The Leonia Public Schools is a comprehensive community public school district that serves students in pre-kindergarten through twelfth grade from Leonia, in Bergen County, in the U.S. state of New Jersey.

As of the 2023–24 school year, the district, comprised of three schools, had an enrollment of 2,087 students and 191.6 classroom teachers (on an FTE basis), for a student–teacher ratio of 10.9:1.

The district had been classified by the New Jersey Department of Education as being in District Factor Group "GH", the third-highest of eight groupings. District Factor Groups organize districts statewide to allow comparison by common socioeconomic characteristics of the local districts. From lowest socioeconomic status to highest, the categories are A, B, CD, DE, FG, GH, I and J.

Students from Edgewater attend the district's schools for grades 7–12 as part of a sending/receiving relationship with the Edgewater Public Schools.

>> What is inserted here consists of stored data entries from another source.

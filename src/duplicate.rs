use std::sync::Arc;

use tracing::{info, warn};

use crate::error::Result;
use crate::model::{Partition, UserRecord};
use crate::store::{EmbeddingStore, UserStore};
use crate::vector::cosine_similarity;

/// Rejects words whose embedding is too close to one already registered in
/// the same partition.
#[derive(Clone)]
pub struct DuplicateDetector {
    embeddings: Arc<dyn EmbeddingStore>,
    users: Arc<dyn UserStore>,
    threshold: f32,
}

impl DuplicateDetector {
    pub fn new(embeddings: Arc<dyn EmbeddingStore>, users: Arc<dyn UserStore>, threshold: f32) -> Self {
        Self { embeddings, users, threshold }
    }

    /// Owner of the first stored embedding strictly above the threshold.
    ///
    /// Listing order is whatever the store returns, so with several
    /// duplicates any one of them may be reported. Embeddings of another
    /// dimension are skipped, as are embeddings whose registration never
    /// committed a user record.
    pub async fn check_duplicate(&self, candidate: &[f32], partition: &Partition) -> Result<Option<UserRecord>> {
        let stored = self.embeddings.list(&partition.embedding_prefix()).await?;
        for embedding in &stored {
            let similarity = match cosine_similarity(candidate, &embedding.vector) {
                Some(similarity) => similarity,
                None => {
                    warn!(
                        owner = %embedding.owner,
                        stored = embedding.vector.len(),
                        candidate = candidate.len(),
                        "embedding dimensions differ, skipping"
                    );
                    continue;
                }
            };
            if similarity <= self.threshold {
                continue;
            }
            match self.users.get(embedding.owner).await? {
                Some(owner) => {
                    info!(owner = %owner.id, similarity, "near-duplicate word");
                    return Ok(Some(owner));
                }
                None => warn!(owner = %embedding.owner, "ignoring embedding without a registered user"),
            }
        }
        Ok(None)
    }
}

#[cfg(test)]
mod tests {
    use super::*;
    use crate::db::WordBattleDb;
    use crate::model::WordEmbedding;
    use crate::vector::HIGH_SIMILARITY;

    struct Fixture {
        _dir: tempfile::TempDir,
        db: Arc<WordBattleDb>,
    }

    impl Fixture {
        fn new() -> Self {
            let dir = tempfile::tempdir().unwrap();
            let db = Arc::new(WordBattleDb::open(&dir.path().join("wb.dat"), false).unwrap());
            Self { _dir: dir, db }
        }

        fn detector(&self) -> DuplicateDetector {
            DuplicateDetector::new(self.db.clone(), self.db.clone(), HIGH_SIMILARITY)
        }

        async fn embed(&self, partition: &Partition, owner: &UserRecord, vector: Vec<f32>) {
            let embedding = WordEmbedding { owner: owner.id, vector };
            EmbeddingStore::put(self.db.as_ref(), &partition.embedding_key(owner.id), &embedding)
            .await
            .unwrap();
        }

        async fn register(&self, partition: &Partition, word: &str, vector: Vec<f32>) -> UserRecord {
            let label = match partition {
                Partition::Label(l) => Some(l.clone()),
                Partition::Unlabeled => None,
            };
            let user = UserRecord::new(format!("{}-owner", word), word.into(), label);
            UserStore::put(self.db.as_ref(), &user).await.unwrap();
            self.embed(partition, &user, vector).await;
            user
        }
    }

    #[tokio::test]
    async fn identical_embedding_is_a_duplicate() {
        let f = Fixture::new();
        let owner = f.register(&Partition::Unlabeled, "dragon", vec![0.3, 0.4, 0.5]).await;
        let hit = f.detector().check_duplicate(&[0.3, 0.4, 0.5], &Partition::Unlabeled).await.unwrap();
        assert_eq!(hit.map(|u| u.word), Some(owner.word));
    }

    #[tokio::test]
    async fn orthogonal_embedding_passes() {
        let f = Fixture::new();
        f.register(&Partition::Unlabeled, "dragon", vec![1.0, 0.0, 0.0]).await;
        let hit = f.detector().check_duplicate(&[0.0, 1.0, 0.0], &Partition::Unlabeled).await.unwrap();
        assert_eq!(hit, None);
    }

    #[tokio::test]
    async fn other_partitions_are_not_consulted() {
        let f = Fixture::new();
        let board = Partition::Label("animals".into());
        f.register(&board, "tiger", vec![1.0, 1.0]).await;
        let detector = f.detector();
        assert_eq!(detector.check_duplicate(&[1.0, 1.0], &Partition::Unlabeled).await.unwrap(), None);
        assert!(detector.check_duplicate(&[1.0, 1.0], &board).await.unwrap().is_some());
    }

    #[tokio::test]
    async fn other_dimensions_are_skipped() {
        let f = Fixture::new();
        f.register(&Partition::Unlabeled, "dragon", vec![1.0, 0.0, 0.0]).await;
        let hit = f.detector().check_duplicate(&[1.0, 0.0, 0.0, 0.0], &Partition::Unlabeled).await.unwrap();
        assert_eq!(hit, None);
    }

    #[tokio::test]
    async fn uncommitted_owner_does_not_shadow_a_real_one() {
        let f = Fixture::new();
        let ghost = UserRecord::new("ghost".into(), "wyrm".into(), None);
        f.embed(&Partition::Unlabeled, &ghost, vec![0.0, 1.0]).await;
        let detector = f.detector();
        assert_eq!(detector.check_duplicate(&[0.0, 1.0], &Partition::Unlabeled).await.unwrap(), None);

        let real = f.register(&Partition::Unlabeled, "dragon", vec![0.0, 1.0]).await;
        let hit = detector.check_duplicate(&[0.0, 1.0], &Partition::Unlabeled).await.unwrap();
        assert_eq!(hit.map(|u| u.id), Some(real.id));
    }
}
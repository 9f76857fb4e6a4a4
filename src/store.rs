//! Persistence contracts the game core is written against.
//!
//! Stores give atomic single-key reads and writes and nothing stronger;
//! `WordBattleDb` is the bundled implementation of all three.

use async_trait::async_trait;
use uuid::Uuid;

use crate::error::Result;
use crate::model::{BattleOutcome, Partition, UserRecord, WordEmbedding};

#[async_trait]
pub trait UserStore: Send + Sync {
    async fn get(&self, id: Uuid) -> Result<Option<UserRecord>>;

    async fn put(&self, user: &UserRecord) -> Result<()>;

    /// Writes several records as one logical commit. Implementations without a
    /// batch primitive fall back to sequential single-key writes.
    async fn put_users(&self, users: &[UserRecord]) -> Result<()> {
        for user in users {
            self.put(user).await?;
        }
        Ok(())
    }

    async fn find_by_username(&self, username: &str) -> Result<Option<UserRecord>>;

    async fn scan(&self, partition: &Partition) -> Result<Vec<UserRecord>>;
}

#[async_trait]
pub trait BattleArchive: Send + Sync {
    /// Keyed by `(outcome.user_record.id, timestamp)`. Returns the timestamp
    /// the battle was filed under: `outcome.timestamp`, or the next free
    /// millisecond when the requester already has a battle at that instant.
    async fn put(&self, outcome: &BattleOutcome) -> Result<u64>;

    async fn get(&self, requester: Uuid, timestamp: u64) -> Result<Option<BattleOutcome>>;

    /// All battles started by `requester`, oldest first.
    async fn history(&self, requester: Uuid) -> Result<Vec<BattleOutcome>>;
}

#[async_trait]
pub trait EmbeddingStore: Send + Sync {
    async fn put(&self, key: &str, embedding: &WordEmbedding) -> Result<()>;

    /// Every embedding whose key starts with `prefix`, in unspecified order.
    async fn list(&self, prefix: &str) -> Result<Vec<WordEmbedding>>;
}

In 2005, Leonia Middle School finished the construction of its new addition. That marked the completion of the expansion of the Leonia Public Schools, along with the completion of the high school's math and science wing and Anna C. Scott Elementary School's addition and renovation, completed in 2002 and 2001, respectively.

== Schools ==
Schools in the district (with 2023–24 enrollment data from the National Center for Education Statistics) are:
- Anna C. Scott Elementary School with 565 students in grades PreK–4
  - Magdalen Neyra, principal
- Leonia Middle School with 675 students in grades 5–8
  - David Saco, principal
- Leonia High School with 814 students in grades 9–12
  - Charles Kalender, principal

== Administration ==
Core members of the district's administration are:
- Xanthy Karamanos, Acting Superintendent
- Eric Thomasevich, Business Administrator/Board Secretary

==Board of education==
The district's board of education, comprised of nine members, sets policy and oversees the fiscal and educational operation of the district through its administration. As a Type II school district, the board's trustees are elected directly by voters to serve three-year terms of office on a staggered basis, with three seats up for election each year held (since 2012) as part of the November general election. The board appoints a superintendent to oversee the district's day-to-day operations and a business administrator to supervise the business functions of the district. A tenth representative is appointed to represent Edgewater.